Pour une raison qui lui échappe, Romy sent que son moral n'est pas aussi joyeux que les autres jours. Après quelques échanges avec Paco, ce dernier se décide à l'appeler en FaceTime.
‒ Romy, tu vas quand même pas nous faire une déprime d'été ? Qu'est-ce qu'il se passe ?
‒ J'en sais rien... Je me suis réveillée comme ça ! Sympa, ton blond californien ?
‒ Merci. Bon, aux grands maux, les grands remèdes : apéro tiiiime !
Les deux amis se préparent donc, chacun à distance, le même plateau avec chips, olives et boisson.
‒ On est assorti !
‒ Je ne bois pas du soft, moi !
‒ Étonnant...
‒ Santé !
Sully s'est approché de la table basse, d'abord intrigué par le téléphone posé contre le vase et duquel sort l'image et le son d'un Paco très animé. Puis il s'en détourne, attiré par l'odeur des olives.
‒ Non, bébé, Sully, viens sur moi. Tu vas mettre des poils partout...
Elle le porte délicatement, mais Sully a une idée fixe : il continue de humer en direction des fruits verts.
‒ Ah oui non mais ça, ça les rend dingues !
‒ Je vois ça... Surtout que d'habitude, il se fout de ce que je mange.
‒ Qu'est-ce qu'il est beau ! Mais le sait-il ?
‒ Probablement. Il se poste tous les soirs devant la baie vitrée. On pense qu'il observe son jardin, mais en fait il mate son reflet.
‒ Miroir magique au mur...
Romy repose Sully, non sans avoir laissé un ou deux baisers sur son front.
‒ Quoi de neuf chez toi ? demande-t-elle en piochant dans les chips.
‒ Avec Idriss, c'est comme avant. Je pense qu'il était juste plus pudique chez ses parents.
‒ Oh, tant mieux !
‒ Ouais, j'avoue j'ai psychoté pour rien.

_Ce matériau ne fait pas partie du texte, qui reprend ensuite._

use crossterm::event::{KeyCode, KeyEvent};
use taskboard_core::{IdSource, Intent, Outcome};

use super::super::view::{EditField, Ui};

impl<I: IdSource> Ui<I> {
    pub(in crate::tui) fn handle_grid_key(&mut self, key: KeyEvent) {
        let columns = self.grid_columns.get().max(1);
        match key.code {
            KeyCode::Char('q' | 'Q') => self.should_quit = true,
            KeyCode::Right | KeyCode::Char('l') => self.move_selection(1, true),
            KeyCode::Left | KeyCode::Char('h') => self.move_selection(1, false),
            KeyCode::Down | KeyCode::Char('j') => self.move_selection(columns, true),
            KeyCode::Up | KeyCode::Char('k') => self.move_selection(columns, false),
            KeyCode::Char(' ' | 'x') => self.toggle_selected(),
            KeyCode::Char('e') | KeyCode::Enter => self.edit_selected(),
            KeyCode::Char('d') | KeyCode::Delete => self.delete_selected(),
            _ => {}
        }
    }

    fn move_selection(&mut self, step: usize, forward: bool) {
        let len = self.board.tasks().len();
        if len == 0 {
            return;
        }
        self.selected = if forward {
            let next = self.selected + step;
            if next < len { next } else { self.selected }
        } else {
            self.selected.checked_sub(step).unwrap_or(self.selected)
        };
    }

    fn toggle_selected(&mut self) {
        let Some(task) = self.selected_task() else {
            return;
        };
        let id = task.id;
        let now_completed = !task.completed;
        if self.board.dispatch(Intent::ToggleCompletion(id)).changed() {
            self.info(if now_completed {
                "Marked complete"
            } else {
                "Marked incomplete"
            });
        }
    }

    fn edit_selected(&mut self) {
        let Some(id) = self.selected_task().map(|task| task.id) else {
            return;
        };
        if self.board.dispatch(Intent::BeginEdit(id)) == Outcome::Applied {
            self.edit_field = EditField::Title;
        }
    }

    fn delete_selected(&mut self) {
        let Some(id) = self.selected_task().map(|task| task.id) else {
            return;
        };
        if self.board.dispatch(Intent::Delete(id)).changed() {
            self.clamp_selection();
            self.info("Task deleted");
        }
    }
}
//! Shared constants for the TUI to keep layout and timing in sync.

/// Interval in milliseconds between UI ticks/redraws.
pub const TUI_TICK_RATE_MS: u64 = 200;
/// Time-to-live in seconds for transient status messages.
pub const UI_MESSAGE_TTL_SECS: u64 = 5;
/// Header line text.
pub const APP_TITLE: &str = "Task Manager";
/// Placeholder shown in the category selector when nothing is chosen.
pub const CATEGORY_PLACEHOLDER: &str = "Select Category";
/// Placeholder shown in the grid when the list is empty.
pub const EMPTY_GRID_MESSAGE: &str = "No tasks created yet. Add a task to get started!";
/// Grid switches from one to two columns at this width.
pub const GRID_TWO_COLUMN_MIN_WIDTH: u16 = 80;
/// Grid switches from two to three columns at this width.
pub const GRID_THREE_COLUMN_MIN_WIDTH: u16 = 120;
/// Rows taken by a single card including borders.
pub const CARD_HEIGHT: u16 = 7;
/// Width percentage for the edit overlay before clamping.
pub const EDIT_OVERLAY_WIDTH_PERCENT: u16 = 60;
/// Minimum width for the edit overlay.
pub const EDIT_OVERLAY_MIN_WIDTH: u16 = 40;
/// Height of the edit overlay including borders.
pub const EDIT_OVERLAY_HEIGHT: u16 = 13;
/// Marker drawn next to the focused form field.
pub const FOCUS_MARKER: &str = "▶ ";
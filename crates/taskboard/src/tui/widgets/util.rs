use std::borrow::Cow;

use ratatui::{
    Frame,
    layout::{Position, Rect},
    style::{Color, Modifier, Style},
    text::{Line, Span},
    widgets::{Block, Borders, Paragraph},
};
use unicode_segmentation::UnicodeSegmentation;

use super::super::constants::{FOCUS_MARKER, GRID_THREE_COLUMN_MIN_WIDTH, GRID_TWO_COLUMN_MIN_WIDTH};

pub(super) fn truncate_with_ellipsis(input: &str, max_graphemes: usize) -> Cow<'_, str> {
    const ELLIPSIS: &str = "...";
    const ELLIPSIS_GRAPHEMES: usize = 3;

    if max_graphemes == 0 {
        return Cow::Owned(String::new());
    }

    let grapheme_count = UnicodeSegmentation::graphemes(input, true).count();
    if grapheme_count <= max_graphemes {
        return Cow::Borrowed(input);
    }

    if max_graphemes <= ELLIPSIS_GRAPHEMES {
        let truncated: String = UnicodeSegmentation::graphemes(input, true)
            .take(max_graphemes)
            .collect();
        return Cow::Owned(truncated);
    }

    let keep = max_graphemes - ELLIPSIS_GRAPHEMES;
    let mut truncated: String = UnicodeSegmentation::graphemes(input, true).take(keep).collect();
    truncated.push_str(ELLIPSIS);
    Cow::Owned(truncated)
}

/// Responsive column count: one, two or three cards per row.
pub(super) const fn grid_columns(width: u16) -> usize {
    if width < GRID_TWO_COLUMN_MIN_WIDTH {
        1
    } else if width < GRID_THREE_COLUMN_MIN_WIDTH {
        2
    } else {
        3
    }
}

pub(super) const fn checkbox(completed: bool) -> &'static str {
    if completed { "[x]" } else { "[ ]" }
}

pub(super) fn category_badge(label: &str) -> Span<'_> {
    Span::styled(
        format!(" {label} "),
        Style::default()
            .fg(Color::White)
            .bg(Color::Blue)
            .add_modifier(Modifier::BOLD),
    )
}

/// Centered popup rectangle clamped to `area`.
pub(super) fn centered_rect(area: Rect, width_percent: u16, min_width: u16, height: u16) -> Rect {
    let scaled = u32::from(area.width) * u32::from(width_percent) / 100;
    let width = u16::try_from(scaled)
        .unwrap_or(u16::MAX)
        .max(min_width)
        .min(area.width);
    let height = height.min(area.height);
    Rect {
        x: area.x + area.width.saturating_sub(width) / 2,
        y: area.y + area.height.saturating_sub(height) / 2,
        width,
        height,
    }
}

fn field_block(label: &str, focused: bool) -> Block<'_> {
    let title = if focused {
        format!("{FOCUS_MARKER}{label}")
    } else {
        label.to_owned()
    };
    let border = if focused {
        Style::default().fg(Color::Yellow)
    } else {
        Style::default()
    };
    Block::default().title(title).borders(Borders::ALL).border_style(border)
}

/// Bordered text input; shows `placeholder` dimmed while `value` is empty.
pub(super) fn draw_text_input(
    f: &mut Frame<'_>,
    area: Rect,
    label: &str,
    value: &str,
    placeholder: &str,
    focused: bool,
) {
    let block = field_block(label, focused);
    let inner = block.inner(area);
    let paragraph = if value.is_empty() {
        Paragraph::new(Line::from(Span::styled(
            placeholder,
            Style::default().fg(Color::DarkGray),
        )))
    } else {
        let lines: Vec<Line<'_>> = value.split('\n').map(Line::from).collect();
        let overflow = u16::try_from(lines.len())
            .unwrap_or(u16::MAX)
            .saturating_sub(inner.height.max(1));
        Paragraph::new(lines).scroll((overflow, 0))
    };
    f.render_widget(paragraph.block(block), area);

    if focused {
        f.set_cursor_position(cursor_position(inner, value));
    }
}

/// Bordered selector rendered as `< value >`.
pub(super) fn draw_select(f: &mut Frame<'_>, area: Rect, label: &str, value: &str, placeholder: &str, focused: bool) {
    let block = field_block(label, focused);
    let content = if value.is_empty() {
        Line::from(vec![
            Span::raw("< "),
            Span::styled(placeholder, Style::default().fg(Color::DarkGray)),
            Span::raw(" >"),
        ])
    } else {
        Line::from(vec![Span::raw("< "), category_badge(value), Span::raw(" >")])
    };
    f.render_widget(Paragraph::new(content).block(block), area);
}

/// One-line button; reversed while focused.
pub(super) fn button<'a>(label: &'a str, focused: bool) -> Span<'a> {
    let style = if focused {
        Style::default().add_modifier(Modifier::REVERSED | Modifier::BOLD)
    } else {
        Style::default().add_modifier(Modifier::BOLD)
    };
    Span::styled(format!("[ {label} ]"), style)
}

/// Cursor after the last grapheme of the last visible line.
pub(super) fn cursor_position(inner: Rect, value: &str) -> Position {
    let line_count = value.split('\n').count().max(1);
    let last_line = value.rsplit('\n').next().unwrap_or_default();
    let column = u16::try_from(last_line.graphemes(true).count()).unwrap_or(u16::MAX);
    let row = u16::try_from(line_count - 1)
        .unwrap_or(u16::MAX)
        .min(inner.height.saturating_sub(1));
    Position {
        x: inner.x + column.min(inner.width.saturating_sub(1)),
        y: inner.y + row,
    }
}
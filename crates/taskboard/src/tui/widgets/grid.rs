use ratatui::{
    Frame,
    layout::{Alignment, Constraint, Direction, Layout, Rect},
    style::{Color, Modifier, Style},
    text::{Line, Span},
    widgets::{Block, Borders, Paragraph, Wrap},
};
use taskboard_core::{IdSource, Task};

use super::super::constants::{CARD_HEIGHT, EMPTY_GRID_MESSAGE};
use super::super::view::{Focus, Ui};
use super::util::{category_badge, checkbox, grid_columns, truncate_with_ellipsis};

impl<I: IdSource> Ui<I> {
    pub(in crate::tui) fn draw_grid(&self, f: &mut Frame<'_>, area: Rect) {
        let block = Block::default().title("All Tasks").borders(Borders::ALL);
        let inner = block.inner(area);
        f.render_widget(block, area);

        let columns = grid_columns(area.width);
        self.grid_columns.set(columns);

        let tasks = self.board.tasks();
        if tasks.is_empty() {
            let placeholder = Paragraph::new(Line::from(Span::styled(
                EMPTY_GRID_MESSAGE,
                Style::default().fg(Color::DarkGray),
            )))
            .alignment(Alignment::Center);
            f.render_widget(placeholder, inner);
            return;
        }

        let visible_rows = usize::from((inner.height / CARD_HEIGHT).max(1));
        let selected_row = self.selected / columns;
        let top_row = selected_row.saturating_sub(visible_rows - 1);

        let row_areas = Layout::default()
            .direction(Direction::Vertical)
            .constraints(vec![Constraint::Length(CARD_HEIGHT); visible_rows])
            .split(inner);
        let column_ratio = u32::try_from(columns).unwrap_or(1);

        for (offset, row_area) in row_areas.iter().enumerate() {
            let first = (top_row + offset) * columns;
            if first >= tasks.len() {
                break;
            }
            let cells = Layout::default()
                .direction(Direction::Horizontal)
                .constraints(vec![Constraint::Ratio(1, column_ratio); columns])
                .split(*row_area);
            for (column, cell) in cells.iter().enumerate() {
                let index = first + column;
                if let Some(task) = tasks.get(index) {
                    let highlighted = self.focus == Focus::Grid && index == self.selected;
                    draw_card(f, *cell, task, highlighted);
                }
            }
        }
    }
}

fn draw_card(f: &mut Frame<'_>, area: Rect, task: &Task, highlighted: bool) {
    let border = match (highlighted, task.completed) {
        (true, _) => Style::default().fg(Color::Yellow),
        (false, true) => Style::default().fg(Color::DarkGray),
        (false, false) => Style::default(),
    };
    let block = Block::default().borders(Borders::ALL).border_style(border);
    let inner = block.inner(area);
    f.render_widget(block, area);

    let rows = Layout::default()
        .direction(Direction::Vertical)
        .constraints([Constraint::Length(1), Constraint::Min(1), Constraint::Length(1)])
        .split(inner);

    let title_style = if task.completed {
        Style::default()
            .fg(Color::DarkGray)
            .add_modifier(Modifier::CROSSED_OUT)
    } else {
        Style::default().add_modifier(Modifier::BOLD)
    };
    let title_room = usize::from(inner.width).saturating_sub(4);
    let title = Line::from(vec![
        Span::raw(format!("{} ", checkbox(task.completed))),
        Span::styled(truncate_with_ellipsis(&task.title, title_room), title_style),
    ]);
    f.render_widget(Paragraph::new(title), rows[0]);

    let description = Paragraph::new(task.description.as_str())
        .style(Style::default().fg(Color::Gray))
        .wrap(Wrap { trim: true });
    f.render_widget(description, rows[1]);

    f.render_widget(
        Paragraph::new(Line::from(category_badge(task.category.as_str()))),
        rows[2],
    );
}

‒ Je serai hypocrite de t'en blâmer.
‒ Tu en sais plus sur Jim ?
‒ On parle pas mal, en fait. Il a l'air vraiment cool, j'avoue.
‒ Depuis quand tu dis « cool » ? Tu kiffes un fantôme ? Oh, là, là, je savais que toi et tes livres, ça allait te faire fantasmer des choses !
‒ Bah, quoi, et alors ? C'est bien aussi d'être charmé par l'esprit d'une personne.
‒ Tant qu'on n'a pas vu... Vas-y, faut que tu lui demandes une photo !
‒ Ouais, je sais pas... Je vais bientôt le voir.
‒ Ah, Roro... T'es sortie un peu, au moins...
Paco baragouine quelque chose qu'elle n'entend pas.
‒ Quoi ?
‒ Je te demande si tu es sortie de cette maison pour prendre l'air, voir des choses, ou j'oserai même espérer : des gens !
‒ C'est quoi cette bosse sur ta lèvre supérieure ?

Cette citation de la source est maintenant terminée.